Todos los gobiernos tienen sus estrategias comunicativas, que se traducen en campañas publicitarias con eslóganes pensados en ocasiones para informar, en ocasiones para exhibir sus políticas, para crear conciencia colectiva, y siempre para buscar el reconocimiento positivo del ciudadano. Y desde aquel “Somos 6 millones”, concebido por Lluís Bassat para el gobierno de Jordi Pujol, los hemos visto de todo tipo, calidad y oportunidad. Hacer un repaso exhaustivo vinculando los eslóganes a cada color de gobierno y a cada circunstancia sería un trabajo tan interesante como fuera del alcance de este artículo.
Pero sí es posible prestar atención al último eslogan del actual gobierno del presidente Salvador Illa que acompaña a las diversas acciones comunicativas que informan de la acción de gobierno. El eslogan en cuestión, “El gobierno de todos”, tiene una primera lectura que lo hace, más que indiscutible, obvio. Quien consigue la legitimidad parlamentaria para formar gobierno se convierte en el gobierno de todos, guste o no. La consideración sobre con qué fuerza electoral se ha logrado, a efectos de legitimidad democrática, es irrelevante. Que el PSC, después de las elecciones de mayo de 2024, gobierne en minoría, con el 35% de los escaños, el voto del 28% de los que participaron y el 16% del censo no puede cuestionar que es, efectivamente, el gobierno de todos.
Otra cosa, claro, es con qué fuerza puede gobernar. Y aquí entran ya muchos factores más difíciles de evaluar, más allá de los resultados electorales. Primero, porque la mayoría necesaria la obtuvo a través de unos pactos que deberían cumplirse. Ocurre que en los puntos más relevantes, como el de la revisión del sistema de financiación o la oficialidad del catalán en Europa, todo es lo suficientemente impreciso y sin plazos como para, de momento, ir tirando. Ocurre también que el desempeño no depende del PSC sino de su negociación con el gobierno del PSOE o de las negociaciones con el Consejo de la Unión Europea. E, incluso, en el caso de la financiación, este depende también de la capacidad de los acuerdos dentro del propio PSOE, para que sus gobiernos y líderes regionales no hagan tambalear internamente el liderazgo de Pedro Sánchez. El juego del billar a tres bandas es una tontería al lado de las carambolas de las que dependen los acuerdos del gobierno de Cataluña.

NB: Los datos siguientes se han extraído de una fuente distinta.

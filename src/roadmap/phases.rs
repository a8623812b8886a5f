//! @acp:module "Phase Partitioner"
//! @acp:summary "Groups recommendations into ordered phases by dependency depth"
//! @acp:domain roadmap
//! @acp:layer logic
//!
//! # Partitioning Algorithm
//!
//! 1. **Depth** each id over the retained (acyclic) edges
//! 2. **Bucket** ids by ascending depth, one phase per bucket
//! 3. **Order** each bucket by type precedence, then descending score
//! 4. **Name** and **describe** each phase from its members
//! 5. **Estimate** each phase's duration

use std::collections::{BTreeMap, HashMap};

use super::estimate::estimate_phase;
use crate::config::RoadmapConfig;
use crate::graph::TopologicalOrder;
use crate::model::{Phase, Priority, Recommendation, RecommendationType};
use crate::scoring::score_with;

/// @acp:summary "Build numbered phases from a topological order"
///
/// `by_id` must hold every id in `order`; ids missing from it are skipped.
pub fn build_phases(
    order: &TopologicalOrder,
    by_id: &HashMap<&str, &Recommendation>,
    config: &RoadmapConfig,
) -> Vec<Phase> {
    let depths = order.depths();

    // Topological order within each bucket keeps the sort input deterministic
    let mut buckets: BTreeMap<usize, Vec<Recommendation>> = BTreeMap::new();
    for id in order.ids() {
        let Some(rec) = by_id.get(id.as_str()) else {
            continue;
        };
        let depth = depths.get(id).copied().unwrap_or(0);
        buckets.entry(depth).or_default().push((*rec).clone());
    }

    buckets
        .into_values()
        .enumerate()
        .map(|(index, mut recs)| {
            order_within_phase(&mut recs, config);
            let number = index + 1;

            Phase {
                number,
                name: phase_name(&recs),
                description: phase_description(&recs),
                estimated_time: estimate_phase(&recs, &config.estimation),
                prerequisites: if number > 1 { vec![number - 1] } else { Vec::new() },
                recommendations: recs,
            }
        })
        .collect()
}

/// Frameworks, then dependencies, then patterns; higher score first
fn order_within_phase(recs: &mut [Recommendation], config: &RoadmapConfig) {
    let mut keyed: Vec<(u8, f64, Recommendation)> = recs
        .iter()
        .map(|rec| (rec.kind.precedence(), score_with(rec, &config.scoring), rec.clone()))
        .collect();

    keyed.sort_by(|a, b| {
        a.0.cmp(&b.0)
            .then_with(|| b.1.partial_cmp(&a.1).unwrap_or(std::cmp::Ordering::Equal))
    });

    for (slot, (_, _, rec)) in recs.iter_mut().zip(keyed) {
        *slot = rec;
    }
}

/// @acp:summary "Phase name from its members"
pub fn phase_name(recs: &[Recommendation]) -> String {
    let name = if recs
        .iter()
        .any(|r| r.priority == Priority::Critical || r.has_security_benefit())
    {
        "Critical Security Updates"
    } else if recs.iter().any(|r| r.kind == RecommendationType::Framework) {
        "Framework Modernization"
    } else if recs.iter().all(|r| r.kind == RecommendationType::Dependency) {
        "Dependency Updates"
    } else if recs.iter().all(|r| r.kind == RecommendationType::Pattern) {
        "Code Pattern Modernization"
    } else {
        "Mixed Modernization Tasks"
    };

    name.to_string()
}

/// @acp:summary "Phase description: per-type counts and urgency flags"
pub fn phase_description(recs: &[Recommendation]) -> String {
    let count = |kind: RecommendationType| recs.iter().filter(|r| r.kind == kind).count();

    let mut parts = Vec::new();
    for (kind, singular) in [
        (RecommendationType::Framework, "framework upgrade"),
        (RecommendationType::Dependency, "dependency update"),
        (RecommendationType::Pattern, "code pattern change"),
    ] {
        let n = count(kind);
        if n > 0 {
            parts.push(format!("{} {}{}", n, singular, plural(n)));
        }
    }

    let mut description = if parts.is_empty() {
        "No recommendations.".to_string()
    } else {
        format!("Includes {}.", join_list(&parts))
    };

    let has_critical = recs.iter().any(|r| r.priority == Priority::Critical);
    let has_high = recs.iter().any(|r| r.priority == Priority::High);
    match (has_critical, has_high) {
        (true, true) => description.push_str(" Contains critical and high priority items."),
        (true, false) => description.push_str(" Contains critical priority items."),
        (false, true) => description.push_str(" Contains high priority items."),
        (false, false) => {}
    }

    description
}

fn plural(n: usize) -> &'static str {
    if n == 1 {
        ""
    } else {
        "s"
    }
}

/// "a", "a and b", "a, b and c"
fn join_list(parts: &[String]) -> String {
    match parts {
        [] => String::new(),
        [only] => only.clone(),
        [init @ .., last] => format!("{} and {}", init.join(", "), last),
    }
}

#[cfg(test)]
mod tests {
    use super::*;
    use crate::graph::DependencyGraph;
    use crate::model::{Dependency, Effort};

    fn rec(id: &str, kind: RecommendationType) -> Recommendation {
        Recommendation::new(id, kind, id).with_priority(Priority::Medium)
    }

    #[test]
    fn test_phase_names() {
        let critical = vec![
            rec("a", RecommendationType::Pattern).with_priority(Priority::Critical),
            rec("b", RecommendationType::Framework),
        ];
        assert_eq!(phase_name(&critical), "Critical Security Updates");

        let secure = vec![rec("a", RecommendationType::Dependency).with_benefits(["Security fixes"])];
        assert_eq!(phase_name(&secure), "Critical Security Updates");

        let framework = vec![
            rec("a", RecommendationType::Framework),
            rec("b", RecommendationType::Pattern),
        ];
        assert_eq!(phase_name(&framework), "Framework Modernization");

        let deps = vec![rec("a", RecommendationType::Dependency)];
        assert_eq!(phase_name(&deps), "Dependency Updates");

        let patterns = vec![rec("a", RecommendationType::Pattern)];
        assert_eq!(phase_name(&patterns), "Code Pattern Modernization");

        let mixed = vec![
            rec("a", RecommendationType::Dependency),
            rec("b", RecommendationType::Pattern),
        ];
        assert_eq!(phase_name(&mixed), "Mixed Modernization Tasks");
    }

    #[test]
    fn test_phase_description() {
        let recs = vec![
            rec("a", RecommendationType::Framework).with_priority(Priority::High),
            rec("b", RecommendationType::Dependency),
            rec("c", RecommendationType::Dependency),
            rec("d", RecommendationType::Pattern),
        ];
        assert_eq!(
            phase_description(&recs),
            "Includes 1 framework upgrade, 2 dependency updates and 1 code pattern change. \
             Contains high priority items."
        );

        let single = vec![rec("a", RecommendationType::Pattern).with_priority(Priority::Critical)];
        assert_eq!(
            phase_description(&single),
            "Includes 1 code pattern change. Contains critical priority items."
        );
    }

    #[test]
    fn test_build_phases_orders_within_bucket() {
        let recs = vec![
            rec("pattern", RecommendationType::Pattern),
            rec("dep-costly", RecommendationType::Dependency).with_effort(Effort::High),
            rec("dep-cheap", RecommendationType::Dependency).with_effort(Effort::Low),
            rec("fw", RecommendationType::Framework),
            rec("after", RecommendationType::Pattern),
        ];
        let deps = vec![Dependency::new("after", vec!["fw".into()], "")];
        let graph = DependencyGraph::build(&recs, &deps);
        let by_id: HashMap<&str, &Recommendation> = recs.iter().map(|r| (r.id.as_str(), r)).collect();

        let phases = build_phases(&graph.order(), &by_id, &RoadmapConfig::default());

        assert_eq!(phases.len(), 2);
        let first: Vec<_> = phases[0].recommendations.iter().map(|r| r.id.as_str()).collect();
        assert_eq!(first, vec!["fw", "dep-cheap", "dep-costly", "pattern"]);
        assert_eq!(phases[0].prerequisites, Vec::<usize>::new());
        assert_eq!(phases[1].number, 2);
        assert_eq!(phases[1].prerequisites, vec![1]);
        assert_eq!(phases[1].recommendations[0].id, "after");
    }
}
/// Manages a single real-time connection to the employer event stream.
///
/// The manager owns at most one live WebSocket at a time, authenticates
/// it from the injected [`TokenStore`], and restores it after abnormal
/// drops with capped exponential backoff. Clones are handles to the same
/// connection.
///
/// # Examples
///
/// ```no_run
/// use jobboard_connector_rs::auth::TokenStore;
/// use jobboard_connector_rs::websocket::{ConnectionConfig, ConnectionManager};
///
/// #[tokio::main]
/// async fn main() {
///     let tokens = TokenStore::with_token("jwt-from-login");
///     let config = ConnectionConfig::new("ws://localhost:8000").with_job("42");
///     let manager = ConnectionManager::new(config, tokens);
///
///     manager.set_on_message(|msg| println!("{}: {}", msg.kind, msg.data));
///     manager.connect().await;
///
///     tokio::signal::ctrl_c().await.expect("Failed to listen for ctrl+c");
///     manager.disconnect().await;
/// }
/// ```
#[derive(Clone)]
pub struct ConnectionManager {
    config: Arc<ConnectionConfig>,
    tokens: TokenStore,
    handlers: Arc<EventHandlers>,
    state: Arc<ConnectionState>,
}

También juegan a favor de esta “estabilidad y certeza” el hecho de que lo que llamamos poderes fácticos sean determinantes para hacer posible la gobernabilidad del país. Y a estos sí que ya les va bien lo que es su debilidad bien trabada, porque si la estabilidad que necesita el gobierno nace, paradójicamente, de su propia debilidad y la falta de alternativas, estos poderes se vuelven más decisivos en la acción gubernamental. Y, lo vuelvo a decir aunque sea de paso, el govern socialista se puede aprovechar de que los partidos independentistas están tan atrapados en estos equilibrios que incluso la petición del president Carles Puigdemont de exigir a Pedro Sánchez que se autoimponga una cuestión de confianza no parece que haga tambalear al presidente español, ni inquietar al catalán.
Ahora bien, el interés que quiero señalar del eslogan institucional del govern de Catalunya no es el de su obviedad, sino el de la astucia que lleva añadida. Efectivamente, si este es un gobierno que se llama “de todos” es para sugerir que los anteriores, los de estos años de mayorías independentistas, no lo eran. Se sobreentiende del argumentario del manual de comunicación de esta campaña. Se trata, dice, de “transmitir a la ciudadanía la voluntad de gobernar para todos, es decir, donde todos se sientan representados, independientemente del territorio, la generación, la ideología, etc.”. Y se entiende por los discursos del president Illa, cuando vincula el “retorno” de Cataluña a España con el hecho de que, dice, “mi govern es el gobierno de todos y para todos”.
Que el actual govern de Catalunya es “de todos”, como las decisiones que pueda tomar -de momento, poco más que grandes promesas-, debe ser aceptado por todos por convicción democrática. Otra cosa distinta es si todo el mundo se siente representado o no. De modo que también parecería propio de una profunda convicción democrática que cualquier gobernante tuviera conciencia del apoyo real que tienen sus políticas. Que “de todos” no quiere decir “con todos”. Y que conste que no lo digo solo en relación con los que todavía aspiramos a la independencia.
El drama es que, tal como va todo, temo que ya no nos encontraríamos cómodos ni con un lacónico “Somos ocho millones”. Porque si nos ponemos a discutir sobre qué significa ese “somos” y cuántos se apuntan, si hace referencia a la nación y dicho por Salvador Illa, quizás mejor dejarlo estar.